Yep, we all feel it, and I would encourage every caregiver to find "another hat" and some help with their caregiving duties to help balance their lives.
I often take mini breaks when she is in an agitated mood and block her number for hours at a time. She focuses a lot of anger my way since I am her primary CG or supervisor of CGs and many other chores for her.
You have to save your sanity and health!
i felt the same way. When I was living with my mother with Alzheimer’s, before I convinced my brother to stay with her during the day (he was in denial), even though my mother’s dementia was not too bad I was constantly afraid/stressed etc while at home with her and while at work. Once I finally convinced my brother who was luckily between jobs to come during the day while I was at work to watch our mother, then work was almost relaxing. No more stressing or worrying that she may be doing something dangerous at home (unknowingly of course ah the joys of dementia) or that she may just leave the house and get lost. I could focus on the job at hand and as you said think a bit about my things which were mostly about my mother and her care and future. But it made work a place that was more relaxing then being at home. I felt the same way you do.
Good times! Hope I get called up again when COVID is over.
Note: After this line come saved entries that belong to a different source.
//! Period statistics commands

use chrono::NaiveDateTime;

use super::load_user_snapshot;
use crate::db::AppState;
use crate::error::Result;
use crate::period::Period;
use crate::stats::{
  compute_stats, daily_volume, exercise_maxima, exercise_progress, DailyVolumePoint, ExerciseMaximum,
  ExerciseProgressPoint, PeriodStats,
};

pub async fn get_period_stats(
  state: &AppState,
  user_id: i64,
  period: Period,
  now: NaiveDateTime,
) -> Result<PeriodStats> {
  let snapshot = load_user_snapshot(state, user_id).await?;
  let stats = compute_stats(&snapshot.workouts, period, now);

  tracing::info!(
    user_id,
    %period,
    workouts = stats.workout_count,
    volume = stats.total_strength_volume,
    "Computed period stats"
  );

  Ok(stats)
}

pub async fn get_exercise_maxima(
  state: &AppState,
  user_id: i64,
  period: Period,
  now: NaiveDateTime,
) -> Result<Vec<ExerciseMaximum>> {
  let snapshot = load_user_snapshot(state, user_id).await?;
  Ok(exercise_maxima(&snapshot.workouts, period, now))
}

pub async fn get_daily_volume(
  state: &AppState,
  user_id: i64,
  period: Period,
  now: NaiveDateTime,
) -> Result<Vec<DailyVolumePoint>> {
  let snapshot = load_user_snapshot(state, user_id).await?;
  Ok(daily_volume(&snapshot.workouts, period, now))
}

/// Weight history of one exercise across the whole log
pub async fn get_exercise_progress(
  state: &AppState,
  user_id: i64,
  exercise_id: i64,
) -> Result<Vec<ExerciseProgressPoint>> {
  let snapshot = load_user_snapshot(state, user_id).await?;
  Ok(exercise_progress(exercise_id, &snapshot.workouts))
}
PS I also love donating blood. It’s like a visit to a spa for me.
I loved my parents dearly, but I was finding I was changing my lifestyle so that they could continue with their own. I remember my Dad asking me to retire from work to give me more time to help them.... I asked Dad if he had retire from work to help his parents or his in-laws.... I knew what Dad's answer would be and he never asked me again. I had worked too hard to break that glass ceiling only to give up my career.
My parents could afford to hire people to help them, but they wouldn't because it was my inheritance. I remember telling my Dad whenever he brought up the word inheritance, I would say "if I live to see it". I was a senior helping out much older seniors. My folks viewed me as if I was still 35 and had a ton of energy... that ship had sailed many years ago.